Monica Devine, a wife and mother, lives in Wellington, New Zealand, where she manages a family law practice. In this special article for The Defendant, Monica reflects on her personal experience of reading Chesterton and her efforts to promote his writings in New Zealand.
I think that I first became acquainted with the writings of GK Chesterton out of sheer boredom. I was visiting friends in the home of a woman who was to become my mother-in-law, Clare Devine.
I feel that Chesterton would have been very much at home in her lounge. Shabby, disordered but warm and friendly with music, laughter, food and literary treasures abounding.
There we played cards, listened to Gilbert and Sullivan and enjoyed the best of times. When totally exhausted from all the revelry, we fell on her dishevelled book collection. Fulton Sheen, Newman, Dickens, Belloc, CS Lewis and Chesterton, to name a few.
Some of these books were first issued from the local library and then painstakingly copied by hand out into notebooks. With no TV in the house, what else could we do but devour every page of these books and then discuss their merits or otherwise? Thus, my formation in the faith was completed, something like a finishing school for budding Christians.
At first I thought Chesterton was rather full of himself, but as I ventured more deeply, this ‘Apostle of Common Sense’ revealed his depth of insight and his authentic love of and charity towards all of mankind.
What struck me early on was his knack for explaining the faith from an oblique angle, shedding new light on the truths we had come to know, using metaphor and humour. He was both earthy and real and supernatural, an unusual but saintly combination.
My mother-in-law often quoted Chesterton in her public missives – something I have continued to do to this day.
My husband Fintan, significantly more literate than I, has read and re-read most of the Chesterton titles. Due to the busy-ness of my domestic and professional duties I tend to dip in and out of his books, but I am ever watchful for a quote
suited to the current events of the day. The logic and common sense of Chesterton are timeless and in a very true sense he is a prophet of our times.

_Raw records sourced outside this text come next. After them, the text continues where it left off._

//! Guards and effects: the condition, action, and command model.
//!
//! Conditions are pure predicates over the flag store. Actions describe
//! effects; the level applies the subset that mutates its own state
//! immediately and wraps the rest as host-directed [`Command`]s. Both sets
//! are closed enums matched exhaustively, so adding a kind updates exactly
//! one match site per consumer.

use serde::{Deserialize, Serialize};

use dungeon_world::{Conversation, NpcDefinition, NpcId, Position, RoomId, Tile};

use crate::flags::FlagStore;

/// A pure predicate over the flag store.
#[derive(Debug, Clone, PartialEq, Eq, Serialize, Deserialize)]
pub enum Condition {
    FlagSet(String),
    FlagNotSet(String),
}

impl Condition {
    pub fn holds(&self, flags: &FlagStore) -> bool {
        match self {
            Condition::FlagSet(name) => flags.is_set(name),
            Condition::FlagNotSet(name) => !flags.is_set(name),
        }
    }
}

/// Navigation strategies the host can install on the hero.
#[derive(Debug, Clone, PartialEq, Eq, Serialize, Deserialize)]
pub enum HeroStrategy {
    /// Head for the goal, exploring through doors.
    GoalSeeking,
    /// Approach the named NPC and interact.
    NpcSeeking(NpcId),
}

/// A tagged effect description executed by a matched trigger.
#[derive(Debug, Clone, PartialEq, Serialize, Deserialize)]
pub enum Action {
    // Applied by the level itself, visible to the very next evaluation.
    SetFlag(String),
    ClearFlag(String),
    /// Target must be a declared state; checked at build time.
    TransitionTo(String),
    /// Sets the completion flag and tells the host to stop the segment.
    EndLevel,

    // Deferred to the host as commands.
    PlayVideo {
        path: String,
        start_secs: f32,
        duration_secs: f32,
    },
    ShowConversation(Conversation),
    AddNpc(NpcDefinition),
    RemoveNpc(NpcId),
    MoveNpc {
        npc: NpcId,
        room: RoomId,
        tile: Position,
    },
    PlaceGoal(RoomId),
    RemoveGoal,
    /// Patches the level's own grid and asks the host to re-render the cell.
    SetTile {
        tile: Position,
        kind: Tile,
    },
    SetHeroStrategy(HeroStrategy),
    ResetHeroMemory,
}

/// A host-directed effect emitted by the state machine.
///
/// Each command carries exactly the parameters of its originating action.
/// The host must apply commands in the order given: later commands may
/// depend on the world state left by earlier ones.
#[derive(Debug, Clone, PartialEq, Serialize, Deserialize)]
pub enum Command {
    EndLevel,
    PlayVideo {
        path: String,
        start_secs: f32,
        duration_secs: f32,
    },
    ShowConversation(Conversation),
    AddNpc(NpcDefinition),
    RemoveNpc(NpcId),
    MoveNpc {
        npc: NpcId,
        room: RoomId,
        tile: Position,
    },
    PlaceGoal(RoomId),
    RemoveGoal,
    SetTile {
        tile: Position,
        kind: Tile,
    },
    SetHeroStrategy(HeroStrategy),
    ResetHeroMemory,
}
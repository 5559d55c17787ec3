//! NPC definitions and the live placement records they become.
//!
//! Definitions are declared at authoring time; the builder materializes them
//! into [`LiveNpc`] records once room origins are resolved. At runtime NPCs
//! are removed, re-added, or moved only through engine actions, never by
//! direct mutation of the layout.

use serde::{Deserialize, Serialize};
use uuid::Uuid;

use crate::conversation::Conversation;
use crate::room::RoomId;
use crate::tiles::Position;

/// Unique identifier for an NPC within a level.
#[derive(Debug, Clone, PartialEq, Eq, Hash, PartialOrd, Ord, Serialize, Deserialize)]
pub struct NpcId(pub String);

impl NpcId {
    pub fn new(id: impl Into<String>) -> Self {
        Self(id.into())
    }

    pub fn as_str(&self) -> &str {
        &self.0
    }
}

impl std::fmt::Display for NpcId {
    fn fmt(&self, f: &mut std::fmt::Formatter<'_>) -> std::fmt::Result {
        write!(f, "{}", self.0)
    }
}

impl From<&str> for NpcId {
    fn from(id: &str) -> Self {
        Self(id.to_string())
    }
}

impl From<String> for NpcId {
    fn from(id: String) -> Self {
        Self(id)
    }
}

/// An NPC declaration: who stands where, and what they say.
#[derive(Debug, Clone, PartialEq, Serialize, Deserialize)]
pub struct NpcDefinition {
    pub id: NpcId,
    /// The room that owns this NPC.
    pub room: RoomId,
    /// Tile position local to the owning room.
    pub tile: Position,
    /// Sprite key resolved by the host's asset manager.
    pub sprite: String,
    pub conversation: Option<Conversation>,
    /// Whether reaching this NPC is the level's goal.
    pub is_goal: bool,
}

impl NpcDefinition {
    pub fn new(
        id: impl Into<NpcId>,
        room: impl Into<RoomId>,
        tile: Position,
        sprite: impl Into<String>,
    ) -> Self {
        Self {
            id: id.into(),
            room: room.into(),
            tile,
            sprite: sprite.into(),
            conversation: None,
            is_goal: false,
        }
    }

    pub fn with_conversation(mut self, conversation: Conversation) -> Self {
        self.conversation = Some(conversation);
        self
    }

    pub fn as_goal(mut self) -> Self {
        self.is_goal = true;
        self
    }
}

/// A runtime-mutable NPC placement materialized from a definition.
///
/// `instance` stays stable for the lifetime of this record; removing and
/// re-adding a definition produces a fresh instance.
#[derive(Debug, Clone, Serialize, Deserialize)]
pub struct LiveNpc {
    pub instance: Uuid,
    pub id: NpcId,
    pub room: RoomId,
    /// Absolute tile position on the dungeon canvas.
    pub tile: Position,
    pub sprite: String,
    pub conversation: Option<Conversation>,
    pub is_goal: bool,
}

impl LiveNpc {
    /// Materialize a definition at an absolute canvas position.
    pub fn materialize(definition: &NpcDefinition, room_origin: Position) -> Self {
        Self {
            instance: Uuid::new_v4(),
            id: definition.id.clone(),
            room: definition.room.clone(),
            tile: room_origin.offset(definition.tile),
            sprite: definition.sprite.clone(),
            conversation: definition.conversation.clone(),
            is_goal: definition.is_goal,
        }
    }

    pub fn occupies(&self, tile: Position) -> bool {
        self.tile == tile
    }
}

#[cfg(test)]
mod tests {
    use super::*;
    use crate::conversation::ConversationPage;

    #[test]
    fn test_definition_builder() {
        let def = NpcDefinition::new("priest", "nave", Position::new(2, 3), "robot_priest")
            .with_conversation(Conversation::new(vec![ConversationPage::new(
                "Robot Priest",
                "I bless you on your quest!",
            )]));
        assert_eq!(def.id.as_str(), "priest");
        assert!(!def.is_goal);
        assert!(def.conversation.is_some());
    }

    #[test]
    fn test_materialize_resolves_absolute_tile() {
        let def = NpcDefinition::new("goal", "vault", Position::new(1, 1), "goal").as_goal();
        let live = LiveNpc::materialize(&def, Position::new(10, 20));
        assert_eq!(live.tile, Position::new(11, 21));
        assert!(live.is_goal);
        assert!(live.occupies(Position::new(11, 21)));
    }

    #[test]
    fn test_each_materialization_is_a_new_instance() {
        let def = NpcDefinition::new("gate", "hall", Position::new(0, 0), "gate");
        let first = LiveNpc::materialize(&def, Position::new(0, 0));
        let second = LiveNpc::materialize(&def, Position::new(0, 0));
        assert_ne!(first.instance, second.instance);
        assert_eq!(first.id, second.id);
    }
}
//! HTTP handlers for path-bound objects and delivery URLs.
//! Streams request bodies to the backend without buffering and delegates
//! storage concerns to `StorageService`.

use crate::{
    errors::AppError,
    models::object::VirtualObject,
    services::backend::into_blob_stream,
    state::AppState,
};
use axum::{
    Json,
    body::Body,
    extract::{Path, Query, State},
    http::{HeaderMap, StatusCode, header},
    response::IntoResponse,
};
use serde::{Deserialize, Serialize};

const TENANT_HEADER: &str = "x-tenant-id";
/// Comma separated permissions granted to the caller.
const PERMISSIONS_HEADER: &str = "x-permissions";

/// Query params accepted by the URL endpoint.
#[derive(Debug, Default, Deserialize)]
pub struct UrlQuery {
    /// Version spec, e.g. `size:200x200,imageFormat:png`.
    pub version: Option<String>,
    /// Filename offered to the browser when saving.
    pub download: Option<String>,
    /// Free text prepended to the file name.
    pub addon: Option<String>,
    #[serde(default)]
    pub eternal: bool,
}

#[derive(Debug, Serialize)]
pub struct UrlResponse {
    pub url: String,
}

fn tenant(headers: &HeaderMap) -> Result<String, AppError> {
    headers
        .get(TENANT_HEADER)
        .and_then(|v| v.to_str().ok())
        .map(str::trim)
        .filter(|v| !v.is_empty())
        .map(str::to_string)
        .ok_or_else(|| AppError::bad_request(format!("missing `{TENANT_HEADER}` header")))
}

/// Rejects callers lacking the permission the bucket is guarded by.
fn ensure_accessible(state: &AppState, bucket: &str, headers: &HeaderMap) -> Result<(), AppError> {
    let info = state
        .storage
        .bucket(bucket)
        .ok_or_else(|| AppError::not_found(format!("bucket `{bucket}` not found")))?;
    let granted = headers
        .get(PERMISSIONS_HEADER)
        .and_then(|v| v.to_str().ok())
        .unwrap_or_default()
        .split(',')
        .map(str::trim);

    if info.is_accessible(granted) {
        Ok(())
    } else {
        Err(AppError::forbidden(format!("no access to bucket `{bucket}`")))
    }
}

/// `PUT /storage/objects/{bucket}/{*path}`: create or replace the object at `path`.
///
/// An object created by this request is removed again if the upload fails.
pub async fn upload_object(
    State(state): State<AppState>,
    Path((bucket, path)): Path<(String, String)>,
    headers: HeaderMap,
    body: Body,
) -> Result<Json<VirtualObject>, AppError> {
    let tenant = tenant(&headers)?;
    ensure_accessible(&state, &bucket, &headers)?;
    let size = headers
        .get(header::CONTENT_LENGTH)
        .and_then(|v| v.to_str().ok())
        .and_then(|v| v.parse::<i64>().ok());

    let existing = state.storage.find_by_path(&tenant, &bucket, &path).await?;
    let created = existing.is_none();
    let mut object = match existing {
        Some(object) => object,
        None => {
            state
                .storage
                .find_or_create_by_path(&tenant, &bucket, &path)
                .await?
        }
    };

    let data = into_blob_stream(body.into_data_stream());
    if let Err(err) = state
        .storage
        .update_content(&mut object, data, None, None, size)
        .await
    {
        if created && object.physical_key.is_none() {
            if let Err(cleanup) = state.storage.delete(&object).await {
                tracing::warn!(
                    key = %object.object_key,
                    error = %cleanup,
                    "failed to remove object of failed upload"
                );
            }
        }
        return Err(err.into());
    }

    Ok(Json(object))
}

/// `DELETE /storage/objects/{bucket}/{*path}`
pub async fn delete_object(
    State(state): State<AppState>,
    Path((bucket, path)): Path<(String, String)>,
    headers: HeaderMap,
) -> Result<StatusCode, AppError> {
    let tenant = tenant(&headers)?;
    ensure_accessible(&state, &bucket, &headers)?;
    let object = state
        .storage
        .find_by_path(&tenant, &bucket, &path)
        .await?
        .ok_or_else(|| AppError::not_found(format!("no object at `{path}` in `{bucket}`")))?;

    state.storage.delete(&object).await?;
    Ok(StatusCode::NO_CONTENT)
}

/// `GET /storage/objects/{bucket}`: the tenant's objects, newest first.
pub async fn list_objects(
    State(state): State<AppState>,
    Path(bucket): Path<String>,
    headers: HeaderMap,
) -> Result<Json<Vec<VirtualObject>>, AppError> {
    let tenant = tenant(&headers)?;
    ensure_accessible(&state, &bucket, &headers)?;
    Ok(Json(state.storage.list(Some(&tenant), &bucket).await?))
}

/// `GET /storage/url/{bucket}/{key}`: builds a delivery URL for an object.
pub async fn object_url(
    State(state): State<AppState>,
    Path((bucket, key)): Path<(String, String)>,
    Query(query): Query<UrlQuery>,
) -> Result<impl IntoResponse, AppError> {
    let mut builder = state.versions.prepare_download(&bucket, &key);
    if let Some(version) = query.version {
        builder = builder.with_version(version);
    }
    if let Some(filename) = query.download {
        builder = builder.as_download(filename);
    }
    if let Some(addon) = query.addon.as_deref() {
        builder = builder.with_addon_text(addon);
    }
    if let Some(base_url) = state.public_url.as_deref() {
        builder = builder.with_base_url(base_url);
    }
    if query.eternal {
        builder = builder.eternally_valid();
    }

    let url = builder
        .build_url()
        .await?
        .ok_or_else(|| {
            AppError::not_found(format!("object `{key}` has no content in `{bucket}`"))
        })?;
    Ok(Json(UrlResponse { url }))
}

I wanted to do something to help pass the gift to mankind that Chesterton was on to the next generation. Starting a Facebook page seemed like a good beginning. As a subscriber to the Gilbert Magazine from the US, I asked them to send me a list of all New Zealand subscribers, which they did. There weren’t many but at least that gave me a base from which to start.
Now our Facebook page, about one year later, has about 50 followers and many more visitors. I use the page to post quotes which might pique the interest of readers, invite them to online events and to the annual Australian Conference, and suggest reading material that is relevant to the times in which we live.
I personally attended the 2019 Chesterton Conference in Sydney which was particularly useful and enjoyable. I had heard and read a little about Distributism, but during the conference we heard twice from Garrick Small about how the precepts of this system of economic organisation may provide the solution to many of our first world problems.
The principle that struck me most was the idea that the economy should be organised around the family, not individuals. I think the ‘Covid-19 drama’ has reinforced the essentiality of the family unit to the economy a whole. I was also privileged to hear Fr Paul Stenhouse, one of the sharpest intellects of the Australian clergy, speak at what might have been his last public address before his death in late 2019.
I hope we can work towards having a small conference in New Zealand in the near future.
We all owe a great debt to Chesterton, a beacon of light in a world that has lost its way – but always full of hope. My prayer is that the next generations will discover this great, though humble, man of God.